BEGIN

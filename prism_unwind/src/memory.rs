//! Word reads from stack memory.
//!
//! Resolving `Direct`/`Indirect` value locations and stepping frame-pointer
//! chains both need to read machine words out of a (possibly parked) thread's
//! stack. Routing every such read through [`FrameMemory`] keeps the raw
//! dereference in exactly one place.

use crate::error::{Result, UnwindError};

/// Source of 8-byte words at absolute addresses.
pub trait FrameMemory {
    /// Read the little-endian word stored at `addr`.
    fn read_word(&self, addr: u64) -> Result<u64>;
}

// =============================================================================
// NativeMemory
// =============================================================================

/// Reads from the current address space.
///
/// Only used on stacks that are either the caller's own or belong to a thread
/// parked at a global pause point, so the memory cannot change underneath.
#[derive(Debug, Clone, Copy, Default)]
pub struct NativeMemory;

impl NativeMemory {
    /// Lowest address considered readable; catches null-based locations.
    pub const MIN_ADDRESS: u64 = 0x1000;
}

impl FrameMemory for NativeMemory {
    #[inline]
    fn read_word(&self, addr: u64) -> Result<u64> {
        if addr < Self::MIN_ADDRESS || addr % 8 != 0 {
            return Err(UnwindError::InvalidMemoryRead(addr));
        }
        // SAFETY: the address is non-null and word aligned, and callers only
        // resolve locations taken from a stack map record that matches the
        // frame's current call site, so it names a live stack slot or spill.
        Ok(unsafe { std::ptr::read(addr as *const u64) })
    }
}

impl<M: FrameMemory + ?Sized> FrameMemory for &M {
    #[inline]
    fn read_word(&self, addr: u64) -> Result<u64> {
        (**self).read_word(addr)
    }
}

// =============================================================================
// Tests
// =============================================================================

END

[Directions for this task] Only the lines holding the word "impl" belong in the answer; copy them from the listing above.

[Reply to the exercise]
impl NativeMemory {
impl FrameMemory for NativeMemory {
impl<M: FrameMemory + ?Sized> FrameMemory for &M {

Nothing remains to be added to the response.